The kids will be out then too, of course. With friends.
Dick has a tough time on evenings like these, until
he showers and crawls into bed next to the wife;
by 9:00 every night asleep, chardonnay scented.
It’s just having that breathing next to him, some presence
which comforts him. By now he’d be just as cozy if it was the
maid he slept next to each night. Probably even more so.
This is why, that weekend, Mr. Corey took out some papers,
replaced many names with one, granted a loan, then defaulted.
Mappae Mundi Meet Nietzsche
It would be a breeze to detail
each of the correlations between
a map of all we thought we knew
and a man who, speaking of it,
introduced to us an entirely new land
to plow and plunder and proliferate.
Like how those maps placed Eden,
were considered complete with Cathay,
and encouraged endless expeditions,
just only to areas already on the map,
until some one made a mistake and
found himself asking Indians about India.

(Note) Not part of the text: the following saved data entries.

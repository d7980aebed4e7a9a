use crate::crypto::error::DesError;
use bitvec::prelude::{BitSlice, BitVec, Msb0};

/// Ordered bit sequence used for blocks, keys and every intermediate value.
/// Index 0 is the most significant bit.
pub type Bitstring = BitVec<u8, Msb0>;

/// Borrowed view of a [`Bitstring`].
pub type Bits = BitSlice<u8, Msb0>;

/// Reorders `data` according to a 1-based selection table.
///
/// The output has one bit per table entry, so the same routine covers plain
/// permutations (IP, FP, P), expansions (E) and contractions (PC1, PC2).
pub fn permute(data: &Bits, table: &[usize]) -> Bitstring {
    table.iter().map(|&pos| data[pos - 1]).collect()
}

/// # Panics
///
/// Panics if `a` and `b` differ in length.
pub fn xor_bits(a: &Bits, b: &Bits) -> Bitstring {
    assert_eq!(a.len(), b.len(), "xor of bit strings with different lengths");
    a.iter()
        .by_vals()
        .zip(b.iter().by_vals())
        .map(|(x, y)| x ^ y)
        .collect()
}

/// Circular left rotation by `amount`: `half[amount..] ++ half[..amount]`.
/// The input is left untouched.
pub fn rotate_left(half: &Bits, amount: usize) -> Bitstring {
    let mut rotated = half.to_bitvec();
    if !rotated.is_empty() {
        rotated.rotate_left(amount % half.len());
    }
    rotated
}

/// Big-endian bit expansion of the low `width` bits of `value`.
pub fn u64_to_bits(value: u64, width: usize) -> Bitstring {
    debug_assert!(width <= 64);
    (0..width).rev().map(|i| (value >> i) & 1 == 1).collect()
}

/// Folds at most 64 bits back into an integer, first bit most significant.
pub fn bits_to_u64(bits: &Bits) -> u64 {
    debug_assert!(bits.len() <= 64);
    bits.iter()
        .by_vals()
        .fold(0u64, |acc, bit| (acc << 1) | u64::from(bit))
}

pub fn bytes_to_bits(input: &[u8]) -> Bitstring {
    let mut bits = Bitstring::with_capacity(input.len() * 8);
    for &byte in input {
        for i in (0..8).rev() {
            bits.push((byte >> i) & 1 != 0);
        }
    }
    bits
}

pub fn bits_to_bytes(bits: &Bits) -> Vec<u8> {
    let mut bytes = Vec::with_capacity(bits.len().div_ceil(8));

    for chunk in bits.chunks(8) {
        let mut byte = 0;
        for (i, bit) in chunk.iter().by_vals().enumerate() {
            if bit {
                byte |= 1 << (7 - i);
            }
        }
        bytes.push(byte);
    }
    bytes
}

pub(crate) fn expect_len(what: &'static str, bits: &Bits, expected: usize) -> Result<(), DesError> {
    if bits.len() != expected {
        return Err(DesError::InvalidLength {
            what,
            expected,
            actual: bits.len(),
        });
    }
    Ok(())
}
pub mod cipher_traits;
pub mod cipher_types;
pub mod des;
pub mod des_key_expansion;
pub mod des_tables;
pub mod des_transformation;
pub mod encryption_transformation;
pub mod error;
pub mod feistel_network;
pub mod key_expansion;
pub mod utils;

use crate::crypto::cipher_types::RoundKey;
use crate::crypto::encryption_transformation::EncryptionTransformation;
use crate::crypto::error::DesError;
use crate::crypto::key_expansion::KeyExpansion;
use crate::crypto::utils::{Bits, Bitstring};
use std::sync::Arc;

impl<T: KeyExpansion + ?Sized> KeyExpansion for Arc<T> {
    fn generate_round_keys(&self, key: &Bits) -> Result<Vec<RoundKey>, DesError> {
        (**self).generate_round_keys(key)
    }
}

impl<T: EncryptionTransformation + ?Sized> EncryptionTransformation for Arc<T> {
    fn transform(&self, input_block: &Bits, round_key: &RoundKey) -> Bitstring {
        (**self).transform(input_block, round_key)
    }
}
//! Wire shapes for the Google Maps Platform endpoints.
//!
//! Responses decode into these DTOs first and are mapped into port types in
//! one pass. Request bodies for the JSON APIs live here too.

use serde::{Deserialize, Serialize};

use crate::domain::ports::{AddressComponent, ProviderPlace, ProviderRoute, ReverseGeocodeResult};
use crate::domain::{Coordinate, RouteStep};

/// Envelope status shared by the Geocoding and legacy Directions APIs.
#[derive(Debug, Deserialize)]
pub(super) struct LegacyStatusDto {
    pub(super) status: String,
    #[serde(default)]
    pub(super) error_message: Option<String>,
}

#[derive(Debug, Deserialize)]
pub(super) struct GeocodeResponseDto {
    #[serde(flatten)]
    pub(super) envelope: LegacyStatusDto,
    #[serde(default)]
    results: Vec<GeocodeResultDto>,
}

#[derive(Debug, Deserialize)]
struct GeocodeResultDto {
    formatted_address: String,
    place_id: Option<String>,
    #[serde(default)]
    address_components: Vec<AddressComponentDto>,
}

#[derive(Debug, Deserialize)]
struct AddressComponentDto {
    long_name: String,
    short_name: String,
    #[serde(default)]
    types: Vec<String>,
}

impl GeocodeResponseDto {
    /// Best match, or `None` when the provider returned no results.
    pub(super) fn into_best_match(self) -> Option<ReverseGeocodeResult> {
        let best = self.results.into_iter().next()?;
        Some(ReverseGeocodeResult {
            formatted_address: best.formatted_address,
            place_id: best.place_id,
            components: best
                .address_components
                .into_iter()
                .map(|component| AddressComponent {
                    long_name: component.long_name,
                    short_name: component.short_name,
                    kinds: component.types,
                })
                .collect(),
        })
    }
}

#[derive(Debug, Clone, Copy, Serialize)]
pub(super) struct LatLngDto {
    pub(super) latitude: f64,
    pub(super) longitude: f64,
}

impl From<Coordinate> for LatLngDto {
    fn from(value: Coordinate) -> Self {
        Self {
            latitude: value.latitude(),
            longitude: value.longitude(),
        }
    }
}

#[derive(Debug, Serialize)]
#[serde(rename_all = "camelCase")]
pub(super) struct SearchNearbyRequestDto {
    pub(super) included_types: Vec<String>,
    pub(super) max_result_count: u8,
    pub(super) location_restriction: LocationRestrictionDto,
}

#[derive(Debug, Serialize)]
pub(super) struct LocationRestrictionDto {
    pub(super) circle: CircleDto,
}

#[derive(Debug, Serialize)]
pub(super) struct CircleDto {
    pub(super) center: LatLngDto,
    pub(super) radius: f64,
}

#[derive(Debug, Deserialize)]
pub(super) struct SearchNearbyResponseDto {
    #[serde(default)]
    places: Vec<PlaceDto>,
}

#[derive(Debug, Deserialize)]
#[serde(rename_all = "camelCase")]
struct PlaceDto {
    id: Option<String>,
    display_name: Option<LocalizedTextDto>,
    #[serde(default)]
    types: Vec<String>,
    location: Option<LocationDto>,
    rating: Option<f32>,
    formatted_address: Option<String>,
}

#[derive(Debug, Deserialize)]
struct LocalizedTextDto {
    text: String,
}

#[derive(Debug, Deserialize)]
struct LocationDto {
    latitude: f64,
    longitude: f64,
}

impl SearchNearbyResponseDto {
    /// Places with a name and valid location; others are skipped.
    pub(super) fn into_places(self) -> Vec<ProviderPlace> {
        self.places
            .into_iter()
            .filter_map(|place| {
                let name = place.display_name?.text;
                let location = place.location?;
                let coordinate = Coordinate::new(location.latitude, location.longitude).ok()?;
                Some(ProviderPlace {
                    id: place.id,
                    name,
                    type_tags: place.types,
                    coordinate,
                    rating: place.rating,
                    address: place.formatted_address,
                })
            })
            .collect()
    }
}

#[derive(Debug, Serialize)]
#[serde(rename_all = "camelCase")]
pub(super) struct ComputeRoutesRequestDto {
    pub(super) origin: WaypointDto,
    pub(super) destination: WaypointDto,
    pub(super) travel_mode: &'static str,
    #[serde(skip_serializing_if = "Option::is_none")]
    pub(super) routing_preference: Option<&'static str>,
}

#[derive(Debug, Serialize)]
pub(super) struct WaypointDto {
    pub(super) location: WaypointLocationDto,
}

#[derive(Debug, Serialize)]
#[serde(rename_all = "camelCase")]
pub(super) struct WaypointLocationDto {
    pub(super) lat_lng: LatLngDto,
}

impl From<Coordinate> for WaypointDto {
    fn from(value: Coordinate) -> Self {
        Self {
            location: WaypointLocationDto {
                lat_lng: value.into(),
            },
        }
    }
}

#[derive(Debug, Deserialize)]
pub(super) struct ComputeRoutesResponseDto {
    #[serde(default)]
    routes: Vec<ComputedRouteDto>,
}

#[derive(Debug, Deserialize)]
#[serde(rename_all = "camelCase")]
struct ComputedRouteDto {
    #[serde(default)]
    distance_meters: f64,
    duration: Option<String>,
    #[serde(default)]
    legs: Vec<ComputedLegDto>,
}

#[derive(Debug, Deserialize)]
struct ComputedLegDto {
    #[serde(default)]
    steps: Vec<ComputedStepDto>,
}

#[derive(Debug, Deserialize)]
#[serde(rename_all = "camelCase")]
struct ComputedStepDto {
    #[serde(default)]
    distance_meters: f64,
    static_duration: Option<String>,
    navigation_instruction: Option<NavigationInstructionDto>,
}

#[derive(Debug, Deserialize)]
struct NavigationInstructionDto {
    #[serde(default)]
    instructions: String,
}

/// Parse a protobuf duration such as `"1234s"` or `"12.5s"`.
pub(super) fn parse_duration_seconds(raw: &str) -> Result<f64, String> {
    raw.strip_suffix('s')
        .and_then(|seconds| seconds.parse::<f64>().ok())
        .filter(|seconds| seconds.is_finite() && *seconds >= 0.0)
        .ok_or_else(|| format!("invalid duration {raw:?}"))
}

impl ComputeRoutesResponseDto {
    /// First route, `Ok(None)` when the provider found none.
    pub(super) fn into_first_route(self) -> Result<Option<ProviderRoute>, String> {
        let Some(route) = self.routes.into_iter().next() else {
            return Ok(None);
        };
        let duration_seconds = route
            .duration
            .as_deref()
            .map(parse_duration_seconds)
            .transpose()?
            .unwrap_or_default();
        let steps = route
            .legs
            .into_iter()
            .flat_map(|leg| leg.steps)
            .map(|step| {
                Ok(RouteStep {
                    instruction: step
                        .navigation_instruction
                        .map(|instruction| instruction.instructions)
                        .unwrap_or_default(),
                    distance_meters: step.distance_meters,
                    duration_seconds: step
                        .static_duration
                        .as_deref()
                        .map(parse_duration_seconds)
                        .transpose()?
                        .unwrap_or_default(),
                })
            })
            .collect::<Result<Vec<_>, String>>()?;
        Ok(Some(ProviderRoute {
            distance_meters: route.distance_meters,
            duration_seconds,
            steps,
        }))
    }
}

#[derive(Debug, Deserialize)]
pub(super) struct DirectionsResponseDto {
    #[serde(flatten)]
    pub(super) envelope: LegacyStatusDto,
    #[serde(default)]
    routes: Vec<DirectionsRouteDto>,
}

#[derive(Debug, Deserialize)]
struct DirectionsRouteDto {
    #[serde(default)]
    legs: Vec<DirectionsLegDto>,
}

#[derive(Debug, Deserialize)]
struct DirectionsLegDto {
    distance: ValueDto,
    duration: ValueDto,
    #[serde(default)]
    steps: Vec<DirectionsStepDto>,
}

#[derive(Debug, Deserialize)]
struct DirectionsStepDto {
    #[serde(default)]
    html_instructions: String,
    distance: ValueDto,
    duration: ValueDto,
}

#[derive(Debug, Clone, Copy, Deserialize)]
struct ValueDto {
    value: f64,
}

impl DirectionsResponseDto {
    /// Sum the legs of the first route.
    pub(super) fn into_first_route(self) -> Option<ProviderRoute> {
        let route = self.routes.into_iter().next()?;
        if route.legs.is_empty() {
            return None;
        }
        let distance_meters = route.legs.iter().map(|leg| leg.distance.value).sum();
        let duration_seconds = route.legs.iter().map(|leg| leg.duration.value).sum();
        let steps = route
            .legs
            .into_iter()
            .flat_map(|leg| leg.steps)
            .map(|step| RouteStep {
                instruction: strip_markup(&step.html_instructions),
                distance_meters: step.distance.value,
                duration_seconds: step.duration.value,
            })
            .collect();
        Some(ProviderRoute {
            distance_meters,
            duration_seconds,
            steps,
        })
    }
}

/// Drop HTML tags from a legacy instruction.
fn strip_markup(html: &str) -> String {
    let mut text = String::with_capacity(html.len());
    let mut in_tag = false;
    for ch in html.chars() {
        match ch {
            '<' => in_tag = true,
            '>' => {
                in_tag = false;
                text.push(' ');
            }
            _ if !in_tag => text.push(ch),
            _ => {}
        }
    }
    text.split_whitespace().collect::<Vec<_>>().join(" ")
}

#[cfg(test)]
mod tests {
    use super::*;
    use rstest::rstest;

    #[rstest]
    #[case("1234s", 1234.0)]
    #[case("12.5s", 12.5)]
    #[case("0s", 0.0)]
    fn parses_protobuf_durations(#[case] raw: &str, #[case] expected: f64) {
        let seconds = parse_duration_seconds(raw).expect("valid duration");
        assert!((seconds - expected).abs() < f64::EPSILON);
    }

    #[rstest]
    #[case("1234")]
    #[case("-3s")]
    #[case("abc s")]
    fn rejects_malformed_durations(#[case] raw: &str) {
        assert!(parse_duration_seconds(raw).is_err());
    }

    #[test]
    fn strips_instruction_markup() {
        assert_eq!(
            strip_markup("Turn <b>left</b> onto <b>Galle Rd</b><div>Pass the bank</div>"),
            "Turn left onto Galle Rd Pass the bank"
        );
    }

    #[test]
    fn skips_places_without_location() {
        let body = r#"{"places": [
            {"id": "a", "displayName": {"text": "Royal College"}, "types": ["school"],
             "location": {"latitude": 6.904, "longitude": 79.86}},
            {"id": "b", "displayName": {"text": "Nowhere"}, "types": ["school"]}
        ]}"#;
        let decoded: SearchNearbyResponseDto = serde_json::from_str(body).expect("decodes");
        let places = decoded.into_places();
        assert_eq!(places.len(), 1);
        assert_eq!(places[0].name, "Royal College");
    }
}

But the most sensible thing to say,
the point of interest, so to speak,
is that those mediaeval maps,
in their own time, were correct,
just as was that mustachioed
misanthrope at the very end.
Until they’re snatched by owls…
Lord, save little children.
The wind blows and the rain’s a-cold.
Yet they abide…They abide and they endure.
Fat rabbits make for all
the better prey for cunning
like innocence in kids being cute
and by adulthood clearly some sin.
Leaving interviews unburdened
and beguiled into the stockroom
at half the rate college had cost,
their dollar still goes to a Tiny Tim.
Then Tiny Tim walks home
carrying the crutch, counting
almost as much as he’d have
even without the perspicacity.
The rabbit has only change
left enough for one beef stick
to chew slower than a stogie later
while he gazes public television.
So Tiny Tim will become Timothy,
letting liars lead the crew, condemning
all those cotton-tailed and -nosed to
stocking or just taking stock of shelves.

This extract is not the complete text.